Category Archives: Real Life

Lost in a World of Words

I’m tired, in that good way you get from doing loads of things you really like doing. A full day of work on the writer’s conference, followed by the first Science Fiction and Politics workshop, followed by a couple more hours of graphic design work. Phew! The only problem with being this busy is that I haven’t had much time to read. Fortunately I just happened to have a stack of SF novels from the workshop on the train back from Nottingham to Leicester. Top of the pile was The Book of the New Sun, still with a bookmark in where I left it over a year ago. I’ve never been so happy to sink into the complex prose of Gene Wolfe. Sometimes I just want to get lost in a world of words. Wolfe is better for that than anyone, except maybe Lovecraft.

Other happenings described in words…

The IO9 book club take on The Wind-Up Girl.

Jeff Vandermeer asks, what are your top five most underestimated stories of all time?

To do or not to do

On Monday morning my to do list looked like what the infinite monkeys came up with before they got to Hamlet, a seemingly random collection of tasks that I had no possibility of completing in the finite space of five days. Today I’ve had the pleasure of crossing half of it out.

(Or rather ticking half of it off on Omnifocus, the Sherman tank of to-do list applications)

Putting aside work tasks largely relating to the upcoming writers conference, this week I have prepped for and read at Short Fuse (went well) continued work on Episode 1 of my supernatural World War 2 adventure story, attended The Speculators writing group, written a plea to Iain M. Banks and accepted an invitation to talk at a cool event in March (more details when they are all confirmed) Which leaves the weekend free for a major piece of graphic design that needs to be done for Monday and to prep for the first Science Fiction and Politics workshop at the Nottingham Contemporary on Monday.

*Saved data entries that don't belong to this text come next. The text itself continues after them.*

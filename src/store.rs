//! Storage collaborators: quota store and append-only scan history.
//!
//! The real stores live outside this service; the engine only sees the
//! narrow traits. The in-memory implementations here back local runs and
//! tests.

use crate::models::{Assessment, QuotaState};
use crate::quota::{self, Admission, QuotaStore};
use async_trait::async_trait;
use chrono::{DateTime, Utc};
use std::collections::HashMap;
use tokio::sync::Mutex;

/// Append-only scan history. Failures are logged by the caller and never
/// fail the scan response.
#[async_trait]
pub trait ScanHistory: Send + Sync {
    async fn append(&self, caller: &str, assessment: &Assessment) -> anyhow::Result<()>;
}

/// In-memory quota store keyed by caller.
#[derive(Default)]
pub struct MemoryQuotaStore {
    states: Mutex<HashMap<String, QuotaState>>,
}

#[async_trait]
impl QuotaStore for MemoryQuotaStore {
    async fn load(&self, caller: &str, limit: u32) -> anyhow::Result<QuotaState> {
        let states = self.states.lock().await;
        Ok(states
            .get(caller)
            .cloned()
            .unwrap_or_else(|| QuotaState::new(limit, Utc::now())))
    }

    async fn admit_and_consume(
        &self,
        caller: &str,
        limit: u32,
        privileged: bool,
        now: DateTime<Utc>,
    ) -> anyhow::Result<Admission> {
        // The lock is held across read, decision and increment, so two
        // concurrent scans can never both observe the same counter.
        let mut states = self.states.lock().await;
        let state = states
            .entry(caller.to_string())
            .or_insert_with(|| QuotaState::new(limit, now));
        Ok(quota::admit(state, privileged, now))
    }
}

/// In-memory scan history.
#[derive(Default)]
pub struct MemoryScanHistory {
    entries: Mutex<Vec<(String, Assessment)>>,
}

impl MemoryScanHistory {
    /// Number of recorded scans — used by tests to assert side effects.
    pub async fn len(&self) -> usize {
        self.entries.lock().await.len()
    }
}

#[async_trait]
impl ScanHistory for MemoryScanHistory {
    async fn append(&self, caller: &str, assessment: &Assessment) -> anyhow::Result<()> {
        let mut entries = self.entries.lock().await;
        entries.push((caller.to_string(), assessment.clone()));
        Ok(())
    }
}

// ── Tests ─────────────────────────────────────────────────────────────────────

#[cfg(test)]
mod tests {
    use super::*;
    use futures::future::join_all;
    use std::sync::Arc;

    #[tokio::test]
    async fn concurrent_admissions_never_lose_a_consumption() {
        let store = Arc::new(MemoryQuotaStore::default());
        let now = Utc::now();

        // Twice as many concurrent scans as the limit allows: every
        // admission must land on the counter, and not one more.
        let calls = (0..20).map(|_| {
            let store = store.clone();
            async move {
                store
                    .admit_and_consume("user:racer", 10, false, now)
                    .await
                    .expect("store is infallible")
            }
        });
        let outcomes = join_all(calls).await;

        let admitted = outcomes
            .iter()
            .filter(|o| matches!(o, Admission::Admitted(_)))
            .count();
        assert_eq!(admitted, 10);

        let state = store.load("user:racer", 10).await.unwrap();
        assert_eq!(state.consumed, 10);
    }

    #[tokio::test]
    async fn unknown_caller_loads_fresh_state() {
        let store = MemoryQuotaStore::default();
        let state = store.load("user:new", 7).await.unwrap();
        assert_eq!(state.consumed, 0);
        assert_eq!(state.limit, 7);
    }
}
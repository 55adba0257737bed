//! ScamLens engine — multi-signal risk scoring for fraud checks.
//!
//! Turns a submitted artifact (URL or product listing) into a bounded,
//! explainable safety verdict by joining static heuristics, an external
//! reputation lookup and a panel of AI judges.
//!
//! ## Endpoints
//!
//! - `GET  /health`           — Health check
//! - `POST /scan/link`        — Score a URL
//! - `POST /scan/product`     — Score a product listing
//! - `GET  /quota/{caller}`   — Remaining scan allowance

mod error;
mod handlers;
mod heuristics;
mod judges;
mod models;
mod pipeline;
mod quota;
mod reputation;
mod scoring;
mod state;
mod store;

use axum::{
    routing::{get, post},
    Router,
};
use std::sync::Arc;
use tower_http::cors::CorsLayer;
use tower_http::trace::TraceLayer;
use tracing_subscriber::{layer::SubscriberExt, util::SubscriberInitExt};

pub use state::AppState;

/// Build the engine's router.
pub fn router(state: Arc<AppState>) -> Router {
    Router::new()
        .route("/health", get(handlers::health))
        .route("/scan/link", post(handlers::scan_link))
        .route("/scan/product", post(handlers::scan_product))
        .route("/quota/:caller", get(handlers::quota_view))
        .layer(CorsLayer::permissive())
        .layer(TraceLayer::new_for_http())
        .with_state(state)
}

#[tokio::main]
async fn main() -> anyhow::Result<()> {
    // Initialise structured logging
    tracing_subscriber::registry()
        .with(tracing_subscriber::EnvFilter::new(
            std::env::var("RUST_LOG").unwrap_or_else(|_| "scamlens=debug,info".into()),
        ))
        .with(tracing_subscriber::fmt::layer())
        .init();

    let state = Arc::new(AppState::from_env()?);

    let app = router(state);

    let addr = std::env::var("LISTEN_ADDR").unwrap_or_else(|_| "0.0.0.0:3200".into());
    let listener = tokio::net::TcpListener::bind(&addr).await?;
    tracing::info!("ScamLens engine listening on http://{addr}");

    axum::serve(listener, app).await?;
    Ok(())
}
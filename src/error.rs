//! Error types for the ScamLens engine.
//!
//! The only failure modes a caller ever sees are "quota exceeded" and
//! "malformed request", both reported before any evidence gathering starts.
//! Degraded external services never surface here — they degrade the evidence
//! set, not the request.

use axum::{
    http::StatusCode,
    response::{IntoResponse, Response},
    Json,
};
use chrono::{DateTime, Utc};
use serde_json::json;

/// Application-level errors returned by handlers.
#[derive(Debug, thiserror::Error)]
pub enum ScanError {
    #[error("scan limit reached: {used}/{limit}")]
    QuotaExceeded {
        used: u32,
        limit: u32,
        next_reset: DateTime<Utc>,
    },

    #[error("invalid artifact: {0}")]
    InvalidArtifact(String),

    #[error("internal error: {0}")]
    Internal(#[from] anyhow::Error),
}

impl IntoResponse for ScanError {
    fn into_response(self) -> Response {
        match self {
            ScanError::QuotaExceeded {
                used,
                limit,
                next_reset,
            } => (
                StatusCode::TOO_MANY_REQUESTS,
                Json(json!({
                    "limitReached": true,
                    "scansUsed": used,
                    "scanLimit": limit,
                    "nextResetTime": next_reset,
                })),
            )
                .into_response(),

            ScanError::InvalidArtifact(msg) => (
                StatusCode::BAD_REQUEST,
                Json(json!({ "error": format!("Invalid artifact: {msg}") })),
            )
                .into_response(),

            ScanError::Internal(e) => (
                StatusCode::INTERNAL_SERVER_ERROR,
                Json(json!({ "error": format!("Internal error: {e}") })),
            )
                .into_response(),
        }
    }
}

Phew. No wonder I’m feeling a bit tired.

In other parts of the interwebs:

Charlie Jane Anders of io9 kicks off an energetic discussion on Iain M. Banks in response to my plea for a new Culture novel.

SUNY Stony Brook are going to have a Clarion graduate in their midst. w00t!

A long walk back in time

Sometimes, when I’m thinking about a story, I like to go for a good long walk. Fresh air and endorphines work wonders for the imagination. Yesterday evening I was struck with an idea for a World War 2 inspired story with Weird themes. I fell asleep on the sofa making character notes, then when I woke up this morning (having relocated to bed at some point in the night) decided to find a long walk to go on and consider the idea more. A bus journey out of the city later I was hiking along a winding country road between fields shrouded in a perfect, wet British mist. The World War 2 story was unfolding as I walked, and my imagination was deep in the the atmosphere of Britain circa 1939.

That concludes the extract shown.